Underneath, he’s falling apart—fast. He talks about “mourning the version of me that never got to exist.” “Maybe in another life” he would have been happy, but not in this one. He recognizes on some level that transition will never get him there: he’s not on a journey—he’s stuck on a “never ending treadmill.” No one tells him he can just step off before it’s too late.
Sex researchers like Michael Bailey and the people pushing hard on the "autosexuality" and "all straight teenage boys with gender dysphoria have AGP, no exceptions" types are all adamant that porn cannot induce AGP, that it only uncovers AGP already present in the male. Perhaps everyone needs to consider another option - that saturating oneself in porn, gender ideology, and radical politics uncovers a genetic predisposition for hyper-focus, obsessive thinking, and rumination that is so intense it can take over someone's life. We know this type of cognitive style exists - we've seen it throughout history - and that its effects on the individual often depends on what topic he hyper-fixates on and his ability to keep it in balance with other aspects of his life. When I read things like what this young man is writing, I don't think he needs a gender specialist; I think he needs a therapist who specializes in obsessive thinking and addiction. These men shouldn't be encouraged in this type of thinking that causes them so much suffering and harm.

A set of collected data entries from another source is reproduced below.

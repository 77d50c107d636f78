//! Generation-checked slot storage for region nodes.
//!
//! [`RegionSlab`] owns every live region of a tree. Released slots go on a
//! free list and are reused by later spawns and pushes; each release bumps
//! the slot generation so that old [`RegionId`]s stop resolving.

use smallvec::SmallVec;

use crate::handle::RegionId;

/// How a region came into existence, which decides how it may be released.
#[derive(Clone, Copy, Debug, PartialEq, Eq)]
pub(crate) enum RegionKind {
    /// Wraps the caller's buffer. Never released.
    Root,
    /// Carved permanently; reclaimed only with an ancestor.
    Spawned,
    /// Carved by `push`; released by `pop` in stack order.
    Scoped {
        parent: RegionId,
        index: usize,
    },
}

/// Bookkeeping for one region.
#[derive(Clone, Debug)]
pub(crate) struct RegionNode {
    /// Absolute offset of the region's first byte in the root buffer.
    pub(crate) start: usize,
    /// Reserved size in bytes.
    pub(crate) capacity: usize,
    /// High-water mark, relative to `start`.
    pub(crate) used: usize,
    /// Bumped on every reset; allocations remember the epoch they were made in.
    pub(crate) epoch: u32,
    pub(crate) kind: RegionKind,
    /// Open scoped children, oldest first. The last entry is the only one
    /// that may be popped.
    pub(crate) open: SmallVec<[RegionId; 4]>,
    /// Every live child carved from this region (spawned and scoped), in
    /// carve order.
    pub(crate) carved: SmallVec<[RegionId; 4]>,
}

impl RegionNode {
    pub(crate) fn new(start: usize, capacity: usize, kind: RegionKind) -> Self {
        Self {
            start,
            capacity,
            used: 0,
            epoch: 0,
            kind,
            open: SmallVec::new(),
            carved: SmallVec::new(),
        }
    }

    pub(crate) fn available(&self) -> usize {
        self.capacity - self.used
    }

    /// Absolute offset one past the high-water mark.
    pub(crate) fn top(&self) -> usize {
        self.start + self.used
    }

    /// Absolute offset one past the reserved extent.
    pub(crate) fn end(&self) -> usize {
        self.start + self.capacity
    }
}

struct Slot {
    generation: u32,
    node: Option<RegionNode>,
}

/// Slab of region nodes addressed by [`RegionId`].
pub(crate) struct RegionSlab {
    slots: Vec<Slot>,
    /// Indices of empty slots available for reuse.
    free_list: Vec<u32>,
    live: usize,
}

impl RegionSlab {
    pub(crate) fn new() -> Self {
        Self {
            slots: Vec::new(),
            free_list: Vec::new(),
            live: 0,
        }
    }

    pub(crate) fn insert(&mut self, node: RegionNode) -> RegionId {
        self.live += 1;
        if let Some(index) = self.free_list.pop() {
            let slot = &mut self.slots[index as usize];
            slot.node = Some(node);
            return RegionId::new(index, slot.generation);
        }
        let index = self.slots.len() as u32;
        self.slots.push(Slot {
            generation: 0,
            node: Some(node),
        });
        RegionId::new(index, 0)
    }

    pub(crate) fn get(&self, id: RegionId) -> Option<&RegionNode> {
        let slot = self.slots.get(id.index as usize)?;
        if slot.generation != id.generation {
            return None;
        }
        slot.node.as_ref()
    }

    pub(crate) fn get_mut(&mut self, id: RegionId) -> Option<&mut RegionNode> {
        let slot = self.slots.get_mut(id.index as usize)?;
        if slot.generation != id.generation {
            return None;
        }
        slot.node.as_mut()
    }

    pub(crate) fn contains(&self, id: RegionId) -> bool {
        self.get(id).is_some()
    }

    /// Release `id` and everything carved from it, depth first.
    ///
    /// Returns the number of regions released. A stale `id` releases nothing.
    pub(crate) fn remove_subtree(&mut self, id: RegionId) -> usize {
        let mut pending = vec![id];
        let mut removed = 0;
        while let Some(next) = pending.pop() {
            let Some(node) = self.take(next) else {
                continue;
            };
            pending.extend(node.carved.iter().copied());
            removed += 1;
        }
        removed
    }

    fn take(&mut self, id: RegionId) -> Option<RegionNode> {
        let slot = self.slots.get_mut(id.index as usize)?;
        if slot.generation != id.generation {
            return None;
        }
        let node = slot.node.take()?;
        slot.generation = slot.generation.wrapping_add(1);
        self.free_list.push(id.index);
        self.live -= 1;
        Some(node)
    }

    /// Number of live regions.
    pub(crate) fn live(&self) -> usize {
        self.live
    }
}
//! Reusable region workloads.
//!
//! - [`ScratchWorkload`]: nested push, fill, pop in reverse order.
//! - [`fill_stack`]: push a sequence of values onto a typed stack.

use strata_arena::{ArenaError, Element, RegionId, RegionTree, ScopedRegion, Stack};

/// Nested scratch regions pushed in order, filled, then popped in reverse.
///
/// Mirrors a call stack where each frame borrows `sizes[i]` bytes of
/// scratch space.
#[derive(Clone, Debug)]
pub struct ScratchWorkload {
    pub sizes: Vec<usize>,
    /// Byte written over every scratch region before it is popped.
    pub fill: u8,
}

/// What a [`ScratchWorkload`] observed.
#[derive(Clone, Debug, Default, PartialEq, Eq)]
pub struct WorkloadReport {
    /// Parent `used` before the first push.
    pub used_before: usize,
    /// Parent `used` with every frame open.
    pub peak_used: usize,
    /// Parent `used` after the last pop.
    pub used_after: usize,
    /// Region-relative `(start, end)` of each frame within the parent.
    pub extents: Vec<(usize, usize)>,
}

impl ScratchWorkload {
    pub fn new(sizes: impl Into<Vec<usize>>, fill: u8) -> Self {
        Self {
            sizes: sizes.into(),
            fill,
        }
    }

    /// Run the workload against `parent`.
    ///
    /// Stops at the first error; frames already pushed are popped before
    /// the error is returned.
    pub fn run(
        &self,
        tree: &mut RegionTree<'_>,
        parent: RegionId,
    ) -> Result<WorkloadReport, ArenaError> {
        let used_before = tree.used(parent)?;
        let mut frames: Vec<ScopedRegion> = Vec::with_capacity(self.sizes.len());
        let mut extents = Vec::with_capacity(self.sizes.len());
        let mut failure = None;

        for &size in &self.sizes {
            let start = tree.used(parent)?;
            match tree.push(parent, size) {
                Ok(frame) => {
                    tree.region_bytes_mut(frame.region())?.fill(self.fill);
                    extents.push((start, start + size));
                    frames.push(frame);
                }
                Err(e) => {
                    failure = Some(e);
                    break;
                }
            }
        }
        let peak_used = tree.used(parent)?;

        while let Some(frame) = frames.pop() {
            tree.pop(frame)?;
        }
        if let Some(e) = failure {
            return Err(e);
        }

        Ok(WorkloadReport {
            used_before,
            peak_used,
            used_after: tree.used(parent)?,
            extents,
        })
    }
}

/// Push every value onto `stack`, stopping at the first error.
pub fn fill_stack<T: Element>(
    tree: &mut RegionTree<'_>,
    stack: &Stack<T>,
    values: impl IntoIterator<Item = T>,
) -> Result<usize, ArenaError> {
    let mut pushed = 0;
    for value in values {
        stack.push(tree, value)?;
        pushed += 1;
    }
    Ok(pushed)
}
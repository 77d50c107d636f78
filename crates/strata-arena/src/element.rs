//! Fixed-width element encoding for typed stacks.

/// A value with a fixed little-endian byte encoding.
///
/// [`Stack<T>`](crate::stack::Stack) stores elements as `SIZE`-byte slots in
/// region memory. Implemented for the primitive integers and floats.
pub trait Element: Copy {
    /// Encoded width in bytes. Must be non-zero.
    const SIZE: usize;

    /// Write the encoding into `out` (exactly `SIZE` bytes).
    fn write_to(&self, out: &mut [u8]);

    /// Decode from `bytes` (exactly `SIZE` bytes).
    fn read_from(bytes: &[u8]) -> Self;
}

macro_rules! impl_element {
    ($($t:ty),* $(,)?) => {
        $(
            impl Element for $t {
                const SIZE: usize = std::mem::size_of::<$t>();

                fn write_to(&self, out: &mut [u8]) {
                    out.copy_from_slice(&self.to_le_bytes());
                }

                fn read_from(bytes: &[u8]) -> Self {
                    let mut raw = [0u8; std::mem::size_of::<$t>()];
                    raw.copy_from_slice(bytes);
                    <$t>::from_le_bytes(raw)
                }
            }
        )*
    };
}

impl_element!(u8, i8, u16, i16, u32, i32, u64, i64, u128, i128, usize, isize, f32, f64);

Eliza, you are a master at dredging up disturbing stuff from the internet.
Reading his words reminds of me of people who seem normal in every way, but then, for no apparent reason, slide into psychosis. I've read of many instances of people slipping into madness for no apparent reason, and this guy sounds like he could be one. I'm also struck by how he is cultivating his own obsessions -- indeed, people who slide into psychosis often do so via obsessions. There is something about the human mind that seems to be given to obsessions.
At times like this, I have to pat myself on the back. Although I think I have a sharp and creative mind, I have never been what you might call "mentally adventurous". A mentally adventurous person might be someone who takes up drugs and prostitution and then swears off of them, become then a born-again Christian. In contrast, my sensible liberal personality was well developed by my teens and just became more set as I got older. Now, as an old person, I'm not even slipping into conservatism, which old folks often do. I am the same sensible, liberal-yet-realistic person that I have always been. I often feel like I am boring; but after reading this article, I am suddenly grateful to have been a beacon of consistency for 60+ years.
About this fellow, it seems that he was bored and dissatisfied, so found something to be excited about (transitioning). Again, relating that back to myself, I was always a person who felt that I was just managing to survive from day to day. I always felt a little threatened by the world, but never bored. It seems his boredom led him down the trans rabbit hole.
There is some expression about boredom that I've forgotten ... something like "boredom is the devil's playground". Ah, it's from the Bible: "An idle mind is the devil's playground."